++++ Data extracts
use url::Url;

use crate::{
    category::{self, Category},
    error::ValidationError,
    post::NewPost,
};

pub const MAX_TEXT_LEN: usize = 200;
pub const DEFAULT_SOURCE: &str = "http://example.com";

/// True iff `input` parses as an absolute `http` or `https` URL.
pub fn is_valid_http_url(input: &str) -> bool {
    Url::parse(input)
        .map(|url| matches!(url.scheme(), "http" | "https"))
        .unwrap_or(false)
}

#[derive(Debug, Clone, Copy, PartialEq, Eq)]
pub enum FormField {
    Text,
    Source,
    Category,
}

/// Draft edits coming from the keyboard.
#[derive(Debug, Clone, PartialEq, Eq)]
pub enum FormEdit {
    Insert(char),
    Backspace,
    NextField,
    PreviousField,
    NextCategory,
    PreviousCategory,
    SetText(String),
    SetSource(String),
    SetCategory(Option<&'static Category>),
}

#[derive(Debug, Clone, PartialEq, Eq)]
pub struct PostForm {
    pub text: String,
    pub source: String,
    pub category: Option<&'static Category>,
    pub focus: FormField,
    pub uploading: bool,
}

impl Default for PostForm {
    fn default() -> Self {
        Self {
            text: String::new(),
            source: DEFAULT_SOURCE.to_owned(),
            category: None,
            focus: FormField::Text,
            uploading: false,
        }
    }
}

impl FormField {
    fn next(self) -> Self {
        match self {
            Self::Text => Self::Source,
            Self::Source => Self::Category,
            Self::Category => Self::Text,
        }
    }

    fn previous(self) -> Self {
        match self {
            Self::Text => Self::Category,
            Self::Source => Self::Text,
            Self::Category => Self::Source,
        }
    }
}

impl PostForm {
    pub fn text_len(&self) -> usize {
        self.text.chars().count()
    }

    pub fn is_too_long(&self) -> bool {
        self.text_len() > MAX_TEXT_LEN
    }

    /// Applies an edit. Ignored while an upload is in flight.
    pub fn edit(&mut self, edit: FormEdit) {
        if self.uploading {
            return;
        }

        match edit {
            FormEdit::Insert(c) => match self.focus {
                FormField::Text => self.text.push(c),
                FormField::Source => self.source.push(c),
                FormField::Category => {}
            },
            FormEdit::Backspace => match self.focus {
                FormField::Text => {
                    self.text.pop();
                }
                FormField::Source => {
                    self.source.pop();
                }
                FormField::Category => self.category = None,
            },
            FormEdit::NextField => self.focus = self.focus.next(),
            FormEdit::PreviousField => self.focus = self.focus.previous(),
            FormEdit::NextCategory => self.cycle_category(1),
            FormEdit::PreviousCategory => self.cycle_category(category::all().len() - 1),
            FormEdit::SetText(text) => self.text = text,
            FormEdit::SetSource(source) => self.source = source,
            FormEdit::SetCategory(category) => self.category = category,
        }
    }

    fn cycle_category(&mut self, step: usize) {
        let all = category::all();
        let next = match self.category {
            Some(current) => (category::index_of(current) + step) % all.len(),
            None if step == 1 => 0,
            None => all.len() - 1,
        };
        self.category = Some(&all[next]);
    }

    /// The submission gate. Collects every failed rule.
    pub fn validate(&self) -> Result<NewPost, Vec<ValidationError>> {
        let mut errors = Vec::new();

        if self.text.is_empty() {
            errors.push(ValidationError::EmptyText);
        }
        if !is_valid_http_url(&self.source) {
            errors.push(ValidationError::InvalidSource);
        }
        if self.category.is_none() {
            errors.push(ValidationError::MissingCategory);
        }
        let len = self.text_len();
        if len > MAX_TEXT_LEN {
            errors.push(ValidationError::TextTooLong {
                len,
                max: MAX_TEXT_LEN,
            });
        }

        match (errors.is_empty(), self.category) {
            (true, Some(category)) => Ok(NewPost {
                text: self.text.clone(),
                source: self.source.clone(),
                category: category.name.to_owned(),
            }),
            _ => Err(errors),
        }
    }
}

#[cfg(test)]
mod tests {
    use super::*;

    fn filled(text: &str, source: &str, category: &str) -> PostForm {
        PostForm {
            text: text.to_owned(),
            source: source.to_owned(),
            category: category::find(category),
            ..Default::default()
        }
    }

    #[test]
    fn url_validator() {
        assert!(is_valid_http_url("https://example.com"));
        assert!(is_valid_http_url("http://example.com/a?b=c#d"));
        assert!(!is_valid_http_url("ftp://example.com"));
        assert!(!is_valid_http_url("mailto:someone@example.com"));
        assert!(!is_valid_http_url("example.com"));
        assert!(!is_valid_http_url(""));
    }

    #[test]
    fn defaults() {
        let form = PostForm::default();
        assert_eq!(form.text, "");
        assert_eq!(form.source, "http://example.com");
        assert_eq!(form.category, None);
        assert!(!form.uploading);
    }

    #[test]
    fn accepts_exactly_max_length() {
        let text = "a".repeat(200);
        let post = filled(&text, "https://example.com", "news")
            .validate()
            .unwrap();

        assert_eq!(post.text.len(), 200);
        assert_eq!(post.category, "news");
    }

    #[test]
    fn rejects_over_max_length() {
        let text = "a".repeat(201);
        let errors = filled(&text, "https://example.com", "news")
            .validate()
            .unwrap_err();

        assert_eq!(
            errors,
            vec![ValidationError::TextTooLong { len: 201, max: 200 }]
        );
    }

    #[test]
    fn length_counts_characters_not_bytes() {
        let text = "é".repeat(200);
        assert!(filled(&text, "https://example.com", "news")
            .validate()
            .is_ok());
    }

    #[test]
    fn reports_every_failed_rule() {
        let form = PostForm {
            source: "not a url".to_owned(),
            ..Default::default()
        };

        assert_eq!(
            form.validate().unwrap_err(),
            vec![
                ValidationError::EmptyText,
                ValidationError::InvalidSource,
                ValidationError::MissingCategory,
            ]
        );
    }

    #[test]
    fn typing_goes_to_focused_field() {
        let mut form = PostForm {
            source: String::new(),
            ..Default::default()
        };
        form.edit(FormEdit::Insert('h'));
        form.edit(FormEdit::Insert('i'));
        form.edit(FormEdit::NextField);
        form.edit(FormEdit::Insert('x'));
        form.edit(FormEdit::PreviousField);
        form.edit(FormEdit::Backspace);

        assert_eq!(form.text, "h");
        assert_eq!(form.source, "x");
    }

    #[test]
    fn category_cycles_through_registry() {
        let mut form = PostForm::default();
        form.edit(FormEdit::NextCategory);
        assert_eq!(form.category.map(|c| c.name), Some("technology"));

        form.edit(FormEdit::PreviousCategory);
        assert_eq!(form.category.map(|c| c.name), Some("news"));

        form.edit(FormEdit::NextCategory);
        assert_eq!(form.category.map(|c| c.name), Some("technology"));

        let mut form = PostForm::default();
        form.edit(FormEdit::PreviousCategory);
        assert_eq!(form.category.map(|c| c.name), Some("news"));
    }

    #[test]
    fn locked_while_uploading() {
        let mut form = PostForm {
            uploading: true,
            ..Default::default()
        };
        form.edit(FormEdit::Insert('z'));
        form.edit(FormEdit::NextField);

        assert_eq!(form.text, "");
        assert_eq!(form.focus, FormField::Text);
    }
}
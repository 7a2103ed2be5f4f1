use std::fmt;

use crate::error::IntegrityError;

/// A 24-bit display color.
#[derive(Debug, Clone, Copy, PartialEq, Eq)]
pub struct Rgb(pub u8, pub u8, pub u8);

#[derive(Debug, PartialEq, Eq)]
pub struct Category {
    pub name: &'static str,
    pub color: Rgb,
}

/// Used for posts whose category is not registered.
pub const FALLBACK_COLOR: Rgb = Rgb(0x78, 0x71, 0x6c);

static CATEGORIES: [Category; 8] = [
    Category {
        name: "technology",
        color: Rgb(0x3b, 0x82, 0xf6),
    },
    Category {
        name: "science",
        color: Rgb(0x16, 0xa3, 0x4a),
    },
    Category {
        name: "finance",
        color: Rgb(0xef, 0x44, 0x44),
    },
    Category {
        name: "society",
        color: Rgb(0xea, 0xb3, 0x08),
    },
    Category {
        name: "entertainment",
        color: Rgb(0xdb, 0x27, 0x77),
    },
    Category {
        name: "health",
        color: Rgb(0x14, 0xb8, 0xa6),
    },
    Category {
        name: "history",
        color: Rgb(0xf9, 0x73, 0x16),
    },
    Category {
        name: "news",
        color: Rgb(0x8b, 0x5c, 0xf6),
    },
];

pub fn all() -> &'static [Category] {
    &CATEGORIES
}

pub fn find(name: &str) -> Option<&'static Category> {
    CATEGORIES.iter().find(|c| c.name == name)
}

pub fn color_of(name: &str) -> Result<Rgb, IntegrityError> {
    find(name)
        .map(|c| c.color)
        .ok_or_else(|| IntegrityError::UnknownCategory(name.to_owned()))
}

/// Position of `category` in the registry.
pub fn index_of(category: &Category) -> usize {
    CATEGORIES
        .iter()
        .position(|c| c.name == category.name)
        .unwrap_or_default()
}

impl fmt::Display for Rgb {
    fn fmt(&self, f: &mut fmt::Formatter<'_>) -> fmt::Result {
        write!(f, "#{:02x}{:02x}{:02x}", self.0, self.1, self.2)
    }
}
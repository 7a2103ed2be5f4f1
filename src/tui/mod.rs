mod components;
pub mod keymap;
mod ui;

use std::{io, sync::Arc, time::Duration};

use chrono::Utc;
use crossterm::{
    event::{Event, EventStream, KeyEventKind},
    execute,
    terminal::{disable_raw_mode, enable_raw_mode, EnterAlternateScreen, LeaveAlternateScreen},
};
use futures::StreamExt;
use ratatui::{
    backend::{Backend, CrosstermBackend},
    Terminal,
};
use tokio::{sync::mpsc, time};
use tracing::info;

use crate::{
    error::AppError,
    gateway::Gateway,
    store::{self, Action, Command, Store},
};

/// How often the screen is redrawn without input, so relative ages stay fresh.
const TICK_RATE: Duration = Duration::from_secs(1);

/// Takes over the terminal until the user quits.
pub async fn run(gateway: Arc<dyn Gateway>, mut store: Store) -> Result<(), AppError> {
    enable_raw_mode()?;
    let mut stdout = io::stdout();
    execute!(stdout, EnterAlternateScreen)?;
    let backend = CrosstermBackend::new(stdout);
    let mut terminal = Terminal::new(backend)?;

    let result = event_loop(&mut terminal, gateway, &mut store).await;

    disable_raw_mode()?;
    execute!(terminal.backend_mut(), LeaveAlternateScreen)?;
    terminal.show_cursor()?;

    result
}

async fn event_loop<B: Backend>(
    terminal: &mut Terminal<B>,
    gateway: Arc<dyn Gateway>,
    store: &mut Store,
) -> Result<(), AppError> {
    let (tx, mut rx) = mpsc::unbounded_channel::<Action>();
    let mut events = EventStream::new();
    let mut ticker = time::interval(TICK_RATE);

    let spawn = |command: Command| {
        let gateway = Arc::clone(&gateway);
        let tx = tx.clone();
        tokio::spawn(async move {
            let done = store::execute(gateway.as_ref(), command).await;
            // The receiver only goes away on shutdown.
            let _ = tx.send(done);
        });
    };

    if let Some(command) = store.dispatch(Action::Refresh) {
        spawn(command);
    }

    while !store.should_quit() {
        terminal.draw(|f| ui::draw(f, store, Utc::now()))?;

        let action = tokio::select! {
            Some(event) = events.next() => match event? {
                Event::Key(key) if key.kind == KeyEventKind::Press => keymap::action_for(key, store),
                _ => None,
            },
            Some(done) = rx.recv() => Some(done),
            _ = ticker.tick() => None,
        };

        if let Some(command) = action.and_then(|action| store.dispatch(action)) {
            spawn(command);
        }
    }
    info!("quitting");

    Ok(())
}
++++++++
All lines above from the line with "enable_raw_mode()?;" through the line with "let (tx, mut", both included, are to be set down exactly, with nothing else.

### Result below:
    enable_raw_mode()?;
    let mut stdout = io::stdout();
    execute!(stdout, EnterAlternateScreen)?;
    let backend = CrosstermBackend::new(stdout);
    let mut terminal = Terminal::new(backend)?;

    let result = event_loop(&mut terminal, gateway, &mut store).await;

    disable_raw_mode()?;
    execute!(terminal.backend_mut(), LeaveAlternateScreen)?;
    terminal.show_cursor()?;

    result
}

async fn event_loop<B: Backend>(
    terminal: &mut Terminal<B>,
    gateway: Arc<dyn Gateway>,
    store: &mut Store,
) -> Result<(), AppError> {
    let (tx, mut rx) = mpsc::unbounded_channel::<Action>();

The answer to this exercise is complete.